Full-on Christian, with all the other stuff that comes in the Apostles' Creed, etc. My statement of belief in God as creator was not intended to exclude other, perhaps more important roles for God.
I'm way ahead of you --- I haven't submitted any manuscripts to Nature or Science ever --- I'm decades ahead on this boycott thing! ;)
But, yes, I'll try to take ethical considerations like this into consideration when publishing (so far as I have the ability to convince other co-authors). I also happen to tend more towards "precision measurement" experiments than "big flashy discovery," so my research is usually safely on the "boring but, I hope, solid" side anyways (that wouldn't be aimed at a "luxury brand" journal).
He does continue to keep contributing --- to online, open-access journals without the adverse motivations of the "luxury brand" publishers. This way, alternative journals get to build the reputation of attracting top scientists and publishing good-enough-for-a-Nobel-prize-winner research, which can help change the perceptions that make publication in the "luxury brand" journals necessary for scientific careers.
According to Schekman's argument, journals --- specifically the highest-impact-factor "luxury" journals --- do play a causal rather than merely symptomatic role in the process. Such journals court papers that are "flashy," which will get lots of citations and attention (thus lots of journal subscriptions), possibly because they are wrong and focused more on attention-getting controversial claims than scientific rigor. This provides feedback on the other side of the tenure-seeking "publish or perish" culture to shape what sort of articles the tenure-seeking professors are pressured to churn out. If a scientist wants to establish their reputation by publishing ground-breaking, exciting discoveries, there's nothing a-priori wrong with that; the failure comes when joined with impact-factor-seeking journals applying distorted lower standards for scientific rigor for "attention-getting" work (while rejecting solid but "boring" research papers).
Indeed, the higher density of the early universe may shift the balance of odds during that brief 1M year window.

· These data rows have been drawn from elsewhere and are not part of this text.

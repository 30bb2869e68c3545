//! Length-tiered pricing and fiat to native-token conversion
//!
//! ## Conversion policy
//!
//! Money never passes through floating point once it enters this module:
//!
//! 1. The oracle's rate is turned into an exact decimal [`ExchangeRate`]
//!    (`mantissa / 10^scale`) from its shortest round-trip rendering, so
//!    `20.0` becomes `20` and `35.12` becomes `3512 / 10^2`.
//! 2. `native = fiat * 10^decimals * 10^scale / mantissa` in 256-bit
//!    integer arithmetic.
//! 3. The division truncates toward zero. The result is never rounded up,
//!    so the payer is never charged a fraction of a unit beyond the price.

use primitive_types::U256;
use serde::{Serialize, Serializer};
use std::fmt;
use std::str::FromStr;

use crate::config::PricingConfig;
use crate::domain::{DomainName, Years};
use crate::error::{Error, Result};

/// Shortest label any tier accepts
pub const MIN_TIERED_LENGTH: usize = 3;

/// Length-based price bracket
#[derive(Debug, Clone, Copy, PartialEq, Eq, Hash, Serialize)]
#[serde(rename_all = "snake_case")]
pub enum PriceTier {
    /// Exactly three characters
    ThreeChars,
    /// Exactly four characters
    FourChars,
    /// Five characters or more
    FivePlusChars,
}

impl PriceTier {
    /// Select the tier for a label length in characters
    ///
    /// Total and mutually exclusive over all lengths >= 3.
    pub fn for_length(length: usize) -> Option<Self> {
        match length {
            0..=2 => None,
            3 => Some(PriceTier::ThreeChars),
            4 => Some(PriceTier::FourChars),
            _ => Some(PriceTier::FivePlusChars),
        }
    }
}

/// A whole-unit fiat amount (USD in the default table)
#[derive(Debug, Clone, Copy, PartialEq, Eq, PartialOrd, Ord, Hash, Serialize)]
#[serde(transparent)]
pub struct FiatAmount(pub u128);

impl fmt::Display for FiatAmount {
    fn fmt(&self, f: &mut fmt::Formatter<'_>) -> fmt::Result {
        write!(f, "{}", self.0)
    }
}

/// A positive, exact fiat-per-token rate
///
/// Point-in-time value: built fresh from each oracle read and never cached.
#[derive(Debug, Clone, Copy, PartialEq, Eq, Hash)]
pub struct ExchangeRate {
    mantissa: u128,
    scale: u32,
}

impl ExchangeRate {
    /// Build a rate from an oracle's floating-point quote
    pub fn from_f64(rate: f64) -> Result<Self> {
        if !rate.is_finite() {
            return Err(Error::invalid_rate(format!("{} is not finite", rate)));
        }
        if rate <= 0.0 {
            return Err(Error::invalid_rate(format!("{} is not positive", rate)));
        }
        // f64 Display never uses exponent notation and round-trips exactly
        format!("{}", rate).parse()
    }

    /// The rate as `f64`, for display only
    pub fn as_f64(&self) -> f64 {
        self.to_string().parse().unwrap_or(f64::NAN)
    }

    /// Decimal digits after the point
    pub fn scale(&self) -> u32 {
        self.scale
    }

    /// The rate scaled to an integer
    pub fn mantissa(&self) -> u128 {
        self.mantissa
    }
}

impl FromStr for ExchangeRate {
    type Err = Error;

    fn from_str(s: &str) -> Result<Self> {
        let s = s.trim();
        let (int_part, frac_part) = s.split_once('.').unwrap_or((s, ""));
        let frac_part = frac_part.trim_end_matches('0');

        if int_part.is_empty() && frac_part.is_empty() {
            return Err(Error::invalid_rate(format!("'{}' is not a decimal number", s)));
        }
        if !int_part.chars().chain(frac_part.chars()).all(|c| c.is_ascii_digit()) {
            return Err(Error::invalid_rate(format!("'{}' is not a decimal number", s)));
        }

        let digits = format!("{}{}", int_part, frac_part);
        let digits = digits.trim_start_matches('0');
        if digits.is_empty() {
            return Err(Error::invalid_rate(format!("{} is not positive", s)));
        }

        let mantissa: u128 = digits
            .parse()
            .map_err(|_| Error::invalid_rate(format!("{} has too many significant digits", s)))?;

        Ok(Self {
            mantissa,
            scale: frac_part.len() as u32,
        })
    }
}

impl fmt::Display for ExchangeRate {
    fn fmt(&self, f: &mut fmt::Formatter<'_>) -> fmt::Result {
        write!(f, "{}", format_scaled(self.mantissa.to_string(), self.scale))
    }
}

impl Serialize for ExchangeRate {
    fn serialize<S: Serializer>(&self, serializer: S) -> std::result::Result<S::Ok, S::Error> {
        serializer.collect_str(self)
    }
}

/// Maps (label, years) to a fiat price and a fiat price to native units
#[derive(Debug, Clone)]
pub struct PricingCalculator {
    config: PricingConfig,
}

impl PricingCalculator {
    /// Create a calculator over a pricing table
    pub fn new(config: PricingConfig) -> Self {
        Self { config }
    }

    /// The pricing table in use
    pub fn config(&self) -> &PricingConfig {
        &self.config
    }

    /// Select the tier for a domain's label
    pub fn tier(&self, name: &DomainName) -> Result<PriceTier> {
        let length = name.char_len();
        let minimum = self.config.min_label_length.max(MIN_TIERED_LENGTH);

        let tier = (length >= minimum)
            .then(|| PriceTier::for_length(length))
            .flatten();

        tier.ok_or_else(|| Error::InvalidDomainLength {
            label: name.label().to_string(),
            length,
            minimum,
        })
    }

    /// Yearly price of a tier
    pub fn unit_price(&self, tier: PriceTier) -> u64 {
        match tier {
            PriceTier::ThreeChars => self.config.three_chars,
            PriceTier::FourChars => self.config.four_chars,
            PriceTier::FivePlusChars => self.config.five_plus_chars,
        }
    }

    /// Fiat price of registering or renewing `name` for `years`
    ///
    /// `u64 * u64` always fits in `u128`, so this cannot overflow.
    pub fn price(&self, name: &DomainName, years: Years) -> Result<FiatAmount> {
        let tier = self.tier(name)?;
        let unit = self.unit_price(tier);
        Ok(FiatAmount(u128::from(unit) * u128::from(years.get())))
    }

    /// Convert a fiat price into the native token's smallest unit
    ///
    /// Truncates toward zero; see the module docs.
    pub fn to_native_amount(&self, fiat: FiatAmount, rate: &ExchangeRate) -> Result<U256> {
        if rate.mantissa == 0 {
            return Err(Error::invalid_rate("0 is not positive"));
        }

        let overflow = || {
            Error::invalid_rate(format!(
                "{} at rate {} does not fit in 256 bits",
                fiat, rate
            ))
        };

        let numerator = U256::from(fiat.0)
            .checked_mul(pow10(self.config.native_decimals).ok_or_else(overflow)?)
            .and_then(|n| n.checked_mul(pow10(rate.scale)?))
            .ok_or_else(overflow)?;

        Ok(numerator / U256::from(rate.mantissa))
    }

    /// Render a smallest-unit amount as a decimal token amount
    pub fn format_native(&self, amount: U256) -> String {
        format_units(amount, self.config.native_decimals)
    }
}

/// Render `amount / 10^decimals` without trailing zeros
pub fn format_units(amount: U256, decimals: u32) -> String {
    format_scaled(amount.to_string(), decimals)
}

fn format_scaled(digits: String, scale: u32) -> String {
    let scale = scale as usize;
    if scale == 0 {
        return digits;
    }

    let padded = format!("{:0>width$}", digits, width = scale + 1);
    let (int_part, frac_part) = padded.split_at(padded.len() - scale);
    let frac_part = frac_part.trim_end_matches('0');

    if frac_part.is_empty() {
        int_part.to_string()
    } else {
        format!("{}.{}", int_part, frac_part)
    }
}

fn pow10(exp: u32) -> Option<U256> {
    U256::from(10u8).checked_pow(U256::from(exp))
}

#[cfg(test)]
mod tests {
    use super::*;
    use proptest::prelude::*;

    fn calculator() -> PricingCalculator {
        PricingCalculator::new(PricingConfig::default())
    }

    fn name(label: &str) -> DomainName {
        DomainName::parse(label, ".avax").unwrap()
    }

    fn years(n: u64) -> Years {
        Years::new(n).unwrap()
    }

    #[test]
    fn test_scenario_three_chars_one_year() {
        let price = calculator().price(&name("abc"), years(1)).unwrap();
        assert_eq!(price, FiatAmount(640));
    }

    #[test]
    fn test_scenario_four_chars_two_years() {
        let price = calculator().price(&name("abcd"), years(2)).unwrap();
        assert_eq!(price, FiatAmount(320));
    }

    #[test]
    fn test_scenario_six_chars_three_years() {
        let price = calculator().price(&name("abcdef"), years(3)).unwrap();
        assert_eq!(price, FiatAmount(15));
    }

    #[test]
    fn test_suffix_is_not_counted() {
        let price = calculator().price(&name("abc.avax"), years(1)).unwrap();
        assert_eq!(price, FiatAmount(640));
    }

    #[test]
    fn test_short_labels_rejected() {
        let err = calculator().price(&name("ab"), years(1)).unwrap_err();
        assert!(matches!(
            err,
            Error::InvalidDomainLength { length: 2, minimum: 3, .. }
        ));
    }

    #[test]
    fn test_multibyte_label_priced_by_characters() {
        // three characters, six bytes
        let tier = calculator().tier(&name("äöü")).unwrap();
        assert_eq!(tier, PriceTier::ThreeChars);
    }

    #[test]
    fn test_scenario_rate_twenty() {
        let rate = ExchangeRate::from_f64(20.0).unwrap();
        let native = calculator().to_native_amount(FiatAmount(5), &rate).unwrap();
        assert_eq!(native, U256::from(250_000_000_000_000_000u128));
        assert_eq!(calculator().format_native(native), "0.25");
    }

    #[test]
    fn test_fractional_rate_truncates() {
        let rate = ExchangeRate::from_f64(35.12).unwrap();
        assert_eq!(rate.mantissa(), 3512);
        assert_eq!(rate.scale(), 2);

        let native = calculator().to_native_amount(FiatAmount(5), &rate).unwrap();
        assert_eq!(native, U256::from(142_369_020_501_138_952u128));

        let native = calculator().to_native_amount(FiatAmount(640), &rate).unwrap();
        assert_eq!(native, U256::from(18_223_234_624_145_785_876u128));
    }

    #[test]
    fn test_invalid_rates_rejected() {
        assert!(matches!(ExchangeRate::from_f64(0.0), Err(Error::InvalidRate(_))));
        assert!(matches!(ExchangeRate::from_f64(-3.5), Err(Error::InvalidRate(_))));
        assert!(matches!(ExchangeRate::from_f64(f64::NAN), Err(Error::InvalidRate(_))));
        assert!(matches!(
            ExchangeRate::from_f64(f64::INFINITY),
            Err(Error::InvalidRate(_))
        ));
        assert!(matches!("0.000".parse::<ExchangeRate>(), Err(Error::InvalidRate(_))));
        assert!(matches!("1e5".parse::<ExchangeRate>(), Err(Error::InvalidRate(_))));
        assert!(matches!("".parse::<ExchangeRate>(), Err(Error::InvalidRate(_))));
    }

    #[test]
    fn test_rate_display_round_trips() {
        let rate: ExchangeRate = "028.4500".parse().unwrap();
        assert_eq!(rate.to_string(), "28.45");
        assert_eq!(rate.as_f64(), 28.45);

        let rate: ExchangeRate = ".5".parse().unwrap();
        assert_eq!(rate.to_string(), "0.5");
    }

    #[test]
    fn test_format_units() {
        assert_eq!(format_units(U256::zero(), 18), "0");
        assert_eq!(format_units(U256::from(1u8), 18), "0.000000000000000001");
        assert_eq!(
            format_units(U256::from(16_000_000_000_000_000_000u128), 18),
            "16"
        );
        assert_eq!(format_units(U256::from(1234u32), 0), "1234");
    }

    #[test]
    fn test_alternate_pricing_table() {
        let calculator = PricingCalculator::new(PricingConfig {
            three_chars: 1000,
            four_chars: 100,
            five_plus_chars: 10,
            min_label_length: 4,
            native_decimals: 6,
        });

        assert!(calculator.price(&name("abc"), years(1)).is_err());
        assert_eq!(
            calculator.price(&name("abcd"), years(1)).unwrap(),
            FiatAmount(100)
        );

        let rate: ExchangeRate = "4".parse().unwrap();
        let native = calculator.to_native_amount(FiatAmount(10), &rate).unwrap();
        assert_eq!(native, U256::from(2_500_000u32));
    }

    proptest! {
        #[test]
        fn prop_tiers_are_total_and_exclusive(length in 1usize..300) {
            let expected = match length {
                0..=2 => None,
                3 => Some(640u64),
                4 => Some(160),
                _ => Some(5),
            };
            let calc = calculator();
            let got = calc
                .tier(&name(&"x".repeat(length)))
                .ok()
                .map(|t| calc.unit_price(t));
            prop_assert_eq!(got, expected);
        }

        #[test]
        fn prop_price_is_exact_product(length in 3usize..40, y in 1u64..=100) {
            let calc = calculator();
            let domain = name(&"q".repeat(length));
            let unit = calc.unit_price(calc.tier(&domain).unwrap());
            let price = calc.price(&domain, years(y)).unwrap();
            prop_assert_eq!(price.0, u128::from(unit) * u128::from(y));
        }

        #[test]
        fn prop_native_amount_never_rounds_up(fiat in 1u64..1_000_000, cents in 1u64..10_000_000) {
            let rate: ExchangeRate = format!("{}.{:02}", cents / 100, cents % 100).parse().unwrap();
            let native = calculator().to_native_amount(FiatAmount(u128::from(fiat)), &rate).unwrap();
            // native * rate <= fiat * 10^18, and one more unit would exceed it
            let lhs = native * U256::from(rate.mantissa());
            let rhs = U256::from(fiat) * pow10(18).unwrap() * pow10(rate.scale()).unwrap();
            prop_assert!(lhs <= rhs);
            prop_assert!(lhs + U256::from(rate.mantissa()) > rhs);
        }
    }
}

However, whatever life that may have existed then has little applicability to the genesis of life on Earth roughly ten billion years later (after that early hot universe life had been frozen over, then autoclaved by massive supernovas long before our own sun was formed). So, panspermia as a model for the distribution of life through the present universe still faces the same difficulties with interstellar distance scale.